Class strymread

Import strymread as:

from strym import strymread

for reading and analysing CAN bus csv files.

class strym.strymread(csvfile, dbcfile='', **kwargs)

strymread reads the logged CAN data from the given CSV file. This class provides several utilities functions

Parameters
csvfile : str, pandas.DataFrame, default = None

The CSV file to be read. If pandas.DataFrame is supplied, then csvfile is set to None PandasDataFrame, if provided, must have columns [“Time”, “Message”, “MessageID”, “Bus”]

dbcfile : str, default = “”

The DBC file which will provide codec for decoding CAN messages

kwargs : variable list of argument in the dictionary format

bus : list | default = None

A list of integer correspond to Bus ID.

dbcfolder : str | default = None

Specifies a folder path where to look for appropriate dbc if dbcfile=’’ or dbcfile = None Appropriate dbc file can be inferred from <brand>_<model>_<year>.dbc If dbcfolder is None or empty string, then by default, strymread will look for dbc file in the dbc folder of the package where we ship sample dbc file to work with.

verbose : bool

Option for verbosity, prints some information when True

createdb : bool

If True, creates a sqlite3 database for raw CAN data if the database doesn’t exist

dbdir : str

Optional argument that specifies where sqlite3 database will be stored.
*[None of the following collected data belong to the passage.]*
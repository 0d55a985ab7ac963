//! DeficiencyAnalyzer：饮食 / 补充剂 / 用药三条途径的营养风险与交叉重叠
//!
//! 聚合规则：同一营养素标签（区分大小写）被 ≥2 个不同来源影响即为 CriticalOverlap，
//! combined_risk 固定 CRITICAL，highest_individual_risk 取各来源中最严重的等级。
//! 发现风险后，为每个风险营养素查找能补充它的补充剂，并逐个对照用药做安全检查。

use std::collections::BTreeMap;

use async_trait::async_trait;

use crate::agents::{SafetyChecker, Specialist};
use crate::core::{
    CheckKind, ConversationState, CriticalOverlap, DeficiencyFinding, DeficiencyReport,
    DeficiencyVerdict, Interaction, NutrientSource, NutrientSuggestion, RiskLevel, SourceType,
    SuggestionStatus,
};
use crate::graph::{number_field, text_field, GraphQuery, QueryExecutor, Row};

pub const NOTHING_TO_CHECK_CONFIDENCE: f64 = 0.7;
pub const NO_FINDINGS_CONFIDENCE: f64 = 0.75;
const ALL_FAILED_CONFIDENCE: f64 = 0.3;
const DIET_DEFAULT_CONFIDENCE: f64 = 0.85;
const DEPLETION_DEFAULT_CONFIDENCE: f64 = 0.8;
const OVERLAP_BOOST: f64 = 0.05;
const OVERLAP_CAP: f64 = 0.95;
const SUGGESTIONS_PER_NUTRIENT: usize = 5;

pub struct DeficiencyAnalyzer {
    executor: QueryExecutor,
    safety: SafetyChecker,
}

/// 一条途径的查询结果
struct PathwayOutcome {
    findings: Vec<DeficiencyFinding>,
    failed: bool,
}

impl DeficiencyAnalyzer {
    pub fn new(executor: QueryExecutor) -> Self {
        Self {
            safety: SafetyChecker::new(executor.clone()),
            executor,
        }
    }

    async fn query(
        &self,
        query: GraphQuery,
        state: &mut ConversationState,
        parse: impl Fn(&Row) -> Option<DeficiencyFinding>,
    ) -> PathwayOutcome {
        match self.executor.run(&query).await {
            Ok(rows) => {
                state.log_query(query.kind(), rows.len(), true);
                PathwayOutcome {
                    findings: rows.iter().filter_map(parse).collect(),
                    failed: false,
                }
            }
            Err(e) => {
                tracing::warn!("Deficiency query {} failed: {}", query.kind(), e);
                state.log_query(query.kind(), 0, false);
                PathwayOutcome {
                    findings: Vec::new(),
                    failed: true,
                }
            }
        }
    }

    pub async fn analyze(
        &self,
        restrictions: &[String],
        supplements: &[String],
        medications: &[String],
        state: &mut ConversationState,
    ) -> DeficiencyReport {
        if restrictions.is_empty() && supplements.is_empty() && medications.is_empty() {
            return build_report(Vec::new(), 0, 0);
        }

        let mut findings = Vec::new();
        let mut attempted = 0;
        let mut failed = 0;

        if !restrictions.is_empty() {
            let outcome = self
                .query(
                    GraphQuery::DietDeficiencies {
                        restrictions: restrictions.to_vec(),
                    },
                    state,
                    diet_finding,
                )
                .await;
            let mut diet = outcome.findings;
            sort_diet_findings(&mut diet);
            findings.extend(diet);
            attempted += 1;
            failed += usize::from(outcome.failed);
        }

        if !supplements.is_empty() {
            let outcome = self
                .query(
                    GraphQuery::SupplementDepletions {
                        supplements: supplements.to_vec(),
                    },
                    state,
                    supplement_finding,
                )
                .await;
            findings.extend(outcome.findings);
            attempted += 1;
            failed += usize::from(outcome.failed);
        }

        if !medications.is_empty() {
            let outcome = self
                .query(
                    GraphQuery::MedicationDepletions {
                        medications: medications.to_vec(),
                    },
                    state,
                    medication_finding,
                )
                .await;
            findings.extend(outcome.findings);
            attempted += 1;
            failed += usize::from(outcome.failed);
        }

        let mut report = build_report(findings, attempted, failed);
        if report.verdict == DeficiencyVerdict::RisksFound {
            let nutrients: Vec<String> = report.nutrient_sources.keys().cloned().collect();
            report.suggestions = self.suggest(&nutrients, medications, state).await;
        }
        report
    }

    /// 每个风险营养素最多 5 个补充剂；查不到或查询失败给一条通用建议
    async fn suggest(
        &self,
        nutrients: &[String],
        medications: &[String],
        state: &mut ConversationState,
    ) -> Vec<NutrientSuggestion> {
        let mut suggestions = Vec::new();
        for nutrient in nutrients {
            let query = GraphQuery::SupplementsProvidingNutrient {
                nutrient: nutrient.clone(),
                limit: SUGGESTIONS_PER_NUTRIENT,
            };
            let rows = match self.executor.run(&query).await {
                Ok(rows) => {
                    state.log_query(query.kind(), rows.len(), true);
                    rows
                }
                Err(e) => {
                    tracing::warn!("Supplement lookup for {} failed: {}", nutrient, e);
                    state.log_query(query.kind(), 0, false);
                    suggestions.push(NutrientSuggestion::generic(
                        nutrient,
                        "Please consult healthcare provider",
                    ));
                    continue;
                }
            };

            let before = suggestions.len();
            for row in &rows {
                let Some(supplement) = text_field(row, "supplement") else {
                    continue;
                };
                let (status, warnings) = self.screen(&supplement, medications, state).await;
                suggestions.push(NutrientSuggestion {
                    nutrient: nutrient.clone(),
                    supplement,
                    category: text_field(row, "category"),
                    active_ingredient: text_field(row, "active_ingredient"),
                    status,
                    warnings,
                });
            }
            if suggestions.len() == before {
                suggestions.push(NutrientSuggestion::generic(
                    nutrient,
                    "Please consult healthcare provider for specific product recommendations",
                ));
            }
        }
        suggestions
    }

    async fn screen(
        &self,
        supplement: &str,
        medications: &[String],
        state: &mut ConversationState,
    ) -> (SuggestionStatus, Vec<String>) {
        if medications.is_empty() {
            return (SuggestionStatus::Safe, Vec::new());
        }
        match self.safety.check_supplement(supplement, medications).await {
            Ok(interactions) => {
                state.log_query("comprehensive_safety", interactions.len(), true);
                (suggestion_status(&interactions), interaction_warnings(&interactions))
            }
            Err(e) => {
                tracing::warn!("Safety screen for suggested '{}' failed: {}", supplement, e);
                state.log_query("comprehensive_safety", 0, false);
                (
                    SuggestionStatus::CheckRequired,
                    vec!["Unable to verify safety".to_string()],
                )
            }
        }
    }
}

fn suggestion_status(interactions: &[Interaction]) -> SuggestionStatus {
    if interactions.is_empty() {
        return SuggestionStatus::Safe;
    }
    let severe = interactions.iter().any(|i| {
        matches!(
            RiskLevel::parse(&i.severity),
            RiskLevel::Critical | RiskLevel::High
        )
    });
    if severe {
        SuggestionStatus::Unsafe
    } else {
        SuggestionStatus::Caution
    }
}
The default location is ~/.strym/

dbcfile

The filepath of DBC file

Type

str, default = “”

csvfile

The filepath of CSV Data file, or, raw CAN Message DataFrame

Type

str | pandas.DataFrame

dataframe

Pandas dataframe that stores content of csvfile as dataframe

Type

pandas.Dataframe

dataframe_raw

Pandas original dataframe with all bus IDs. When bus= is passed to the constructor to filter out dataframe based on bus id, then original dataframe is save in dataframe_raw

Type

pandas.Dataframe

candb

CAN database fetched from DBC file

Type

cantools.db

burst

A boolean flag that checks if CAN data came in burst. If True, then CAN Data was captured in burst, else False. If CAN Data came in burst (as in say 64 messages at a time or so) then any further analysis might not be reliable. Always check that.

Type

bool

success

A boolean flag, if True, tells that reading of CSV file was successful.

Type

bool

bus

A list of integer correspond to Bus ID.

Type

list | default = None

dbcfolder

Specifies a folder path where to look for appropriate dbc if dbcfile=”” or dbcfile = None Appropriate dbc file can be inferred from <brand>_<model>_<year>.dbc If dbcfolder is None or empty string, then by default, strymread will look for dbc file in package’s dbcfolder where we ship sample dbc file to work with.

Type

str | default = None

dbdir

Location of database where sqlite3 database for CAN Dataframe will stored. Default location: ~/.strym/

Type

str

database

The name of the database corresponding to the model/make of the vehicle from which the CAN data was captured

Type

str

inferred_dbc

DBC file inferred from the name of the csvfile passed.

Type

str

Returns

strymread – Returns an object of type strymread upon successful reading or else return None

Example

>>> import strym
>>> from strym import strymread
>>> import matplotlib.pyplot as plt
>>> import numpy as np
>>> dbcfile = 'newToyotacode.dbc'
>>> csvdata = '2020-03-20.csv'
>>> r0 = strymread(csvfile=csvdata, dbcfile=dbcfile)
acc_state(plot=False)

Get the cruise control state of the vehicle

Returns

pandas.DataFrame – Timeseries data with different levels corresponding to different cruise control state

”disabled”: 2, “hold”: 11, “hold_waiting_user_cmd”: 10, “enabled”: 6, “faulted”: 5;

accelx()
Returns

pandas.DataFrame – Timeseries data for acceleration in x-direction (i.e. longitudinal acceleration) from the CSV file

accely()
Returns

pandas.DataFrame – Timeseries data for acceleration in y-direction from the CSV file

accelz()
Returns

pandas.DataFrame – Timeseries data for acceleration in z-direction from the CSV file

count(plot=False)

A utility function to return and optionally plot the counts for each Message ID as bar graph

Returns

pandas.DataFrame – A pandas DataFrame with total message counts per Message ID and total count by Bus

Example

>>> import strym
>>> from strym import strymread
>>> import matplotlib.pyplot as plt
>>> import numpy as np
>>> dbcfile = 'newToyotacode.dbc'
>>> csvdata = '2020-03-20.csv'
>>> r0 = strymread(csvfile=csvlist[0], dbcfile=dbcfile)
>>> r0.count()
static create_chunks(df, continuous_threshold=3.0, column_of_interest='Message', plot=False)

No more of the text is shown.